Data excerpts

- Opening Delimiter -

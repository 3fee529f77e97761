//! Configuration loading and validation for certpilot
//!
//! Configuration is written in KDL. Every section is optional; missing
//! sections and values fall back to defaults.
//!
//! ```kdl
//! certificates {
//!     lets-encrypt "enabled"
//!     email "admin@example.com"
//!     renew-before-days 30
//!     reserved-suffix "on-acorn.io"
//!     system-namespace "certpilot-system"
//!     wildcard-secret-name "certpilot-tls"
//! }
//! storage {
//!     path "/var/lib/certpilot"
//! }
//! ```

use anyhow::{Context, Result};
use serde::{Deserialize, Serialize};
use std::path::Path;
use tracing::{debug, info};
use validator::Validate;

pub mod kdl;
pub mod sections;

pub use sections::{
    CertificatesConfig, ChallengeServerConfig, DnsProviderConfig, LetsEncryptMode, ParseModeError,
    SchedulerConfig, StorageConfig,
};

/// Configuration used when no file is given
pub const DEFAULT_CONFIG_KDL: &str = r#"
certificates {
    lets-encrypt "enabled"
    email "admin@example.com"
    renew-before-days 30
    reserved-suffix "on-acorn.io"
    system-namespace "certpilot-system"
    wildcard-secret-name "certpilot-tls"
}

storage {
    path "/var/lib/certpilot"
}

challenge-server {
    enabled #true
    address "0.0.0.0:8089"
}

scheduler {
    resync-interval-secs 3600
}

// Wildcards need a DNS provider for DNS-01:
// dns-provider {
//     url "https://dns.example.com/api"
//     token-env "CERTPILOT_DNS_TOKEN"
// }
"#;

/// Complete controller configuration
#[derive(Debug, Clone, Default, Serialize, Deserialize, Validate)]
pub struct Config {
    #[validate(nested)]
    pub certificates: CertificatesConfig,

    #[validate(nested)]
    pub storage: StorageConfig,

    #[validate(nested)]
    pub challenge_server: ChallengeServerConfig,

    #[validate(nested)]
    pub scheduler: SchedulerConfig,

    /// DNS-01 provider for wildcard certificates
    #[serde(default)]
    #[validate(nested)]
    pub dns_provider: Option<DnsProviderConfig>,
}

impl Config {
    /// Load configuration from a KDL file
    pub fn from_file(path: impl AsRef<Path>) -> Result<Self> {
        let path = path.as_ref();
        debug!(path = %path.display(), "Loading configuration file");

        let content = std::fs::read_to_string(path)
            .with_context(|| format!("Failed to read configuration file {}", path.display()))?;

        let config = Self::from_kdl(&content)
            .with_context(|| format!("Failed to parse configuration file {}", path.display()))?;

        info!(path = %path.display(), "Loaded configuration");
        Ok(config)
    }

    /// Parse configuration from KDL text
    pub fn from_kdl(content: &str) -> Result<Self> {
        crate::kdl::parse_kdl(content)
    }

    /// Embedded default configuration
    pub fn default_embedded() -> Result<Self> {
        Self::from_kdl(DEFAULT_CONFIG_KDL).context("Embedded default configuration is invalid")
    }

    /// Validate all sections
    pub fn validate(&self) -> Result<()> {
        Validate::validate(self).map_err(|e| anyhow::anyhow!("Invalid configuration: {}", e))
    }
}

- Closing Delimiter -

Task directions:
A verbatim transcription is needed of the lines above, starting at the line with "back to defaults." and ending at the line with "to read configuration", both included, and of nothing else.

Answer:
//! sections and values fall back to defaults.
//!
//! ```kdl
//! certificates {
//!     lets-encrypt "enabled"
//!     email "admin@example.com"
//!     renew-before-days 30
//!     reserved-suffix "on-acorn.io"
//!     system-namespace "certpilot-system"
//!     wildcard-secret-name "certpilot-tls"
//! }
//! storage {
//!     path "/var/lib/certpilot"
//! }
//! ```

use anyhow::{Context, Result};
use serde::{Deserialize, Serialize};
use std::path::Path;
use tracing::{debug, info};
use validator::Validate;

pub mod kdl;
pub mod sections;

pub use sections::{
    CertificatesConfig, ChallengeServerConfig, DnsProviderConfig, LetsEncryptMode, ParseModeError,
    SchedulerConfig, StorageConfig,
};

/// Configuration used when no file is given
pub const DEFAULT_CONFIG_KDL: &str = r#"
certificates {
    lets-encrypt "enabled"
    email "admin@example.com"
    renew-before-days 30
    reserved-suffix "on-acorn.io"
    system-namespace "certpilot-system"
    wildcard-secret-name "certpilot-tls"
}

storage {
    path "/var/lib/certpilot"
}

challenge-server {
    enabled #true
    address "0.0.0.0:8089"
}

scheduler {
    resync-interval-secs 3600
}

// Wildcards need a DNS provider for DNS-01:
// dns-provider {
//     url "https://dns.example.com/api"
//     token-env "CERTPILOT_DNS_TOKEN"
// }
"#;

/// Complete controller configuration
#[derive(Debug, Clone, Default, Serialize, Deserialize, Validate)]
pub struct Config {
    #[validate(nested)]
    pub certificates: CertificatesConfig,

    #[validate(nested)]
    pub storage: StorageConfig,

    #[validate(nested)]
    pub challenge_server: ChallengeServerConfig,

    #[validate(nested)]
    pub scheduler: SchedulerConfig,

    /// DNS-01 provider for wildcard certificates
    #[serde(default)]
    #[validate(nested)]
    pub dns_provider: Option<DnsProviderConfig>,
}

impl Config {
    /// Load configuration from a KDL file
    pub fn from_file(path: impl AsRef<Path>) -> Result<Self> {
        let path = path.as_ref();
        debug!(path = %path.display(), "Loading configuration file");

        let content = std::fs::read_to_string(path)
            .with_context(|| format!("Failed to read configuration file {}", path.display()))?;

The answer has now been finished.